Today, my iPod continued to not show up. I flate Apple. I flate UPS men. I flate Oklahoma! And the fact that my sisters are singing Oh What A Beautiful Morning in the next room. And the fact that my mother only smiles when my sisters are being evil.[2]
I don’t think the footnotes are working right. [3]
What I really flate is this poem[4] I can’t stop writing. This poem about I-think-you-know-or-can-educatedly-guess-who.[5] It’s so bothering me. I keep going back to it when I’m trying to write something else.
And hey, not to be all prying-like. Because I did not mean to see this, but I did. And by this I mean that I glanced over when you were talking about looking for a quote to use in the (stupid) chorus exercise and his name kind of jumped up and assaulted me as it tends to do and it was in a poem title and I was kind of curious/confused. As I tend to be a lot recently. God.[6] I’m sorry. I shouldn’t have mentioned any of this because obviously I should not be looking at the sacred Moleskine anyway.
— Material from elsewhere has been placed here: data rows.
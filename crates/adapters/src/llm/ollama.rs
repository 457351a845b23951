//! Local-generate protocol adapter (Ollama)

use async_trait::async_trait;
use note_tagger_domain::{GenerateError, GenerationResult, TagProvider};
use reqwest::Client;
use serde::{Deserialize, Serialize};

use super::{LlmConfig, check_status, http_client, render_prompt, send_error, timed_generation};

const PROVIDER_ID: &str = "ollama";
pub const DEFAULT_BASE_URL: &str = "http://localhost:11434";

/// Tag provider for a local model server; no credentials
pub struct OllamaProvider {
    client: Client,
    base_url: String,
    config: LlmConfig,
}

impl OllamaProvider {
    pub fn new(config: LlmConfig) -> Self {
        Self::with_base_url(DEFAULT_BASE_URL.to_string(), config)
    }

    pub fn with_base_url(base_url: String, config: LlmConfig) -> Self {
        Self {
            client: http_client(config.timeout_secs),
            base_url: base_url.trim_end_matches('/').to_string(),
            config,
        }
    }

    async fn call_api(&self, prompt: &str) -> Result<String, GenerateError> {
        let request = GenerateRequest {
            model: self.config.model.clone(),
            prompt: prompt.to_string(),
            stream: false,
            options: GenerateOptions {
                temperature: self.config.temperature,
                num_predict: self.config.max_output_tokens,
            },
        };

        let url = format!("{}/api/generate", self.base_url);

        let response = self
            .client
            .post(&url)
            .header("Content-Type", "application/json")
            .json(&request)
            .send()
            .await
            .map_err(send_error)?;

        let api_response: GenerateResponse = check_status(response)
            .await?
            .json()
            .await
            .map_err(|e| GenerateError::InvalidResponse(e.to_string()))?;

        if api_response.response.trim().is_empty() {
            return Err(GenerateError::InvalidResponse("Empty response".to_string()));
        }

        Ok(api_response.response)
    }
}

#[derive(Serialize)]
struct GenerateRequest {
    model: String,
    prompt: String,
    stream: bool,
    options: GenerateOptions,
}

#[derive(Serialize)]
struct GenerateOptions {
    temperature: f64,
    num_predict: u32,
}

#[derive(Deserialize)]
struct GenerateResponse {
    #[serde(default)]
    response: String,
}

#[async_trait]
impl TagProvider for OllamaProvider {
    fn id(&self) -> &str {
        PROVIDER_ID
    }

    async fn generate_tags(
        &self,
        content: &str,
        prompt_template: &str,
        max_tags: usize,
    ) -> GenerationResult {
        let prompt = render_prompt(prompt_template, content);
        timed_generation(PROVIDER_ID, max_tags, self.call_api(&prompt)).await
    }
}

#[cfg(test)]
mod tests {
    use super::*;
    use wiremock::matchers::{body_partial_json, method, path};
    use wiremock::{Mock, MockServer, ResponseTemplate};

    fn config() -> LlmConfig {
        LlmConfig {
            model: "llama2".to_string(),
            max_output_tokens: 200,
            ..LlmConfig::default()
        }
    }

    #[tokio::test]
    async fn test_generate_success() {
        let mock_server = MockServer::start().await;

        Mock::given(method("POST"))
            .and(path("/api/generate"))
            .and(body_partial_json(serde_json::json!({
                "model": "llama2",
                "prompt": "Suggest tags: sourdough baking",
                "stream": false,
                "options": {"num_predict": 200}
            })))
            .respond_with(ResponseTemplate::new(200).set_body_json(serde_json::json!({
                "model": "llama2",
                "response": "Sure!\nbaking\nsourdough bread\n",
                "done": true
            })))
            .expect(1)
            .mount(&mock_server)
            .await;

        let provider = OllamaProvider::with_base_url(mock_server.uri(), config());
        let result = provider
            .generate_tags("sourdough baking", "Suggest tags: {content}", 10)
            .await;

        assert!(result.is_success(), "{:?}", result.error);
        assert_eq!(result.provider_id, "ollama");
        assert_eq!(result.tags(), vec!["Sure", "baking", "sourdough"]);
        assert!(result.suggestions.iter().all(|s| s.confidence == 0.7));
    }

    #[tokio::test]
    async fn test_server_error() {
        let mock_server = MockServer::start().await;

        Mock::given(method("POST"))
            .and(path("/api/generate"))
            .respond_with(ResponseTemplate::new(404).set_body_string("model not found"))
            .mount(&mock_server)
            .await;

        let provider = OllamaProvider::with_base_url(mock_server.uri(), config());
        let result = provider.generate_tags("content", "{content}", 10).await;

        assert!(result.suggestions.is_empty());
        assert!(result.error.unwrap().contains("model not found"));
    }

    #[tokio::test]
    async fn test_unreachable_endpoint() {
        let provider = OllamaProvider::with_base_url("http://127.0.0.1:9".to_string(), config());
        let result = provider.generate_tags("content", "{content}", 10).await;

        assert!(result.suggestions.is_empty());
        assert!(result.error.is_some());
        assert_eq!(result.provider_id, "ollama");
    }
}
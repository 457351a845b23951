//! note-tagger domain crate
//!
//! This crate contains the core tagging logic following hexagonal architecture:
//! - `model`: Domain entities and value objects
//! - `ports`: Trait definitions for external dependencies (adapters)
//! - `normalize` / `analysis`: Content cleanup before generation
//! - `filter` / `hierarchy`: Post-processing of generated suggestions
//! - `format`: On-document tag syntaxes
//! - `usecases`: Generation, merge and batch orchestration
//! - `history`: Caller-owned record of applied and rejected tags

pub mod analysis;
pub mod filter;
pub mod format;
pub mod frontmatter;
pub mod hierarchy;
pub mod history;
pub mod model;
pub mod normalize;
pub mod ports;
pub mod registry;
pub mod usecases;

pub use model::*;
pub use ports::*;
pub use registry::ProviderRegistry;
//! Application use cases / business logic

pub mod batch;
pub mod generate;
pub mod merge;

pub use batch::{BatchConfig, BatchTagger};
pub use generate::TagGenerator;
pub use merge::{MergeOutcome, TagMergeEngine, final_tags};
But if this is something you wouldn’t mind explaining to me… gah. Never mind.
Blogging ceases now because I’m starting to feel like Dominic talking with his retainer.[7]
and thank you for your attention, and I’m out of here.
flove,
Caroline
[1] When being Miss Bates, this feeling is particularly strong.
[2] She’s been in a perpetual bad mood recently. I swear. Everything makes her mad. Everything. She’s just constantly talking in this rough, angry, hateful voice and stomping around and going to bed at eight o’clock.
[3] This is a test.
[4] To use the term very loosely.
[5] Because “you-know-who” is always Voldemort.
[6] Jesus fell!
[7] I can’t make sense of what I’m saying.
4 comments:
flate? what? *sigh* moleskin...it's on my birthday/christmas list. but definantely didnt' get it for my birthday. mostly because people stopped asking my mom what was on my list when i was like, six. they think they just know what i want. *shrug* it's not like i'm unhappy with the things i received...except the "how to write" or "the writer's journey" books. those are odd, and i refuse to read them.
but whatever. footnotes=interesting. why were you trying them out? much love!
emilea
I just figured out how to make footnotes on my new, fancy version of Microsoft Word on my new(ish), fancy laptop, so I was excited. I've always loved footnotes and wanted to use them but I never knew how. So. Now I do. They'll pop up occasionally; probably not every post.
It's nothing of concern. the Voldemort poem was just kind of a rant that didn't make sense as a poem (but isn't that acceptable on occasion) and I debated just scratching it out, but I didn't want to harm the moleskine.
The footnotes would not work for me. But I read them afterwards. So it's all good.